Cette semaine restera comme une faute d’un président de la République dont on attendait qu’il parle vrai et qu’il fasse, au moins aussi bien que Jacques Chirac l’avait fait avec courage, au Vel’dHiv, le 15 juillet 1995 : « N’acceptons pas d’être les témoins passifs, ou les complices, de l’inacceptable ». Une faute qui le discréditera définitivement aux yeux de beaucoup d’entre ceux qui l’ont soutenu, voulant donner sa place à une nouvelle génération ; ils souhaitaient que l’on regarde l’avenir avec lucidité et que l’on fasse la lumière sur le passé. Peu nous importe que De Gaulle, puis Mitterrand aient fait fleurir la tombe de l’île d’Yeu, ils avaient leurs raisons et ce n’est pas ce qu’ils ont fait de mieux. Il reste beaucoup de chemin à parcourir au locataire de l’Elysée pour arriver à la cheville de l’un ou de l’autre.

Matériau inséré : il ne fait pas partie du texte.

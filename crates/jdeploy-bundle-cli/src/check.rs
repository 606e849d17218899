//! Rule inspection commands.

use crate::generate::load_project;
use crate::parse_platform;
use anyhow::Result;
use jdeploy_bundle::recommended::recommended_rules;
use jdeploy_bundle::{IgnoreService, Platform, PlatformBundleGenerator};

/// Run the check command.
///
/// Prints the generation decisions and the strip/keep lists each target
/// platform resolves to.
pub fn run(project: Option<String>, platform: Option<String>) -> Result<()> {
    let project = load_project(project)?;
    let generator = PlatformBundleGenerator::new();
    let mut ignore_service = IgnoreService::new();

    let name = project.package_name()?;
    println!("Project: {name} v{}", project.version());
    println!(
        "  Platform bundles enabled: {}",
        project.is_platform_bundles_enabled()
    );
    println!(
        "  Generates platform bundles: {}",
        generator.should_generate_platform_bundles(&project)
    );
    println!(
        "  Filters default bundle: {}",
        generator.should_filter_default_bundle(&project)
    );

    let platforms = match platform {
        Some(platform) => vec![parse_platform(&platform)?],
        None => generator.platforms_for_bundle_generation(&project),
    };

    let stats = ignore_service.pattern_statistics(&project, None);
    println!(
        "  Global ignore patterns: {} ({} keep, {} ignore)",
        stats.global.total, stats.global.keep, stats.global.ignore
    );

    for platform in platforms {
        println!();
        println!("{} ({})", platform.as_str(), platform.display_name());

        if let Some(name) = project.platform_package_name(platform) {
            println!("  Package name: {name}");
        }

        let strip = generator.namespaces_to_strip(&project, platform);
        let keep = generator.namespaces_to_keep(&project, platform);
        println!("  Strip: {}", list(&strip));
        println!("  Keep:  {}", list(&keep));

        if let Some(counts) = ignore_service
            .pattern_statistics(&project, Some(platform))
            .platform
        {
            println!(
                "  Platform ignore patterns: {} ({} keep, {} ignore)",
                counts.counts.total, counts.counts.keep, counts.counts.ignore
            );
        }
    }

    Ok(())
}

/// Run the recommend command.
pub fn recommend(platform: &str) -> Result<()> {
    let platform: Platform = parse_platform(platform)?;
    print!("{}", recommended_rules(platform));
    Ok(())
}

fn list(values: &[String]) -> String {
    if values.is_empty() {
        "(none)".to_string()
    } else {
        values.join(", ")
    }
}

Plus que les « gilets jaunes » ou que les grognes sectorielles souvent irraisonnées et déraisonnables, il paiera cher son itinérance de mauvais goût car il existe en France un consensus républicain qui s’appuie sur ce fameux « récit historique », ciment d’une nation. S’y attaquer c’est risquer de voir le mur s’écrouler sur soi. Ce consensus inconscient, subliminal, il considère à juste titre que la France de Vichy a sali notre Histoire, comme l’a reconnu Jacques Chirac, et que la guerre de 14 a été une boucherie sans raison valable.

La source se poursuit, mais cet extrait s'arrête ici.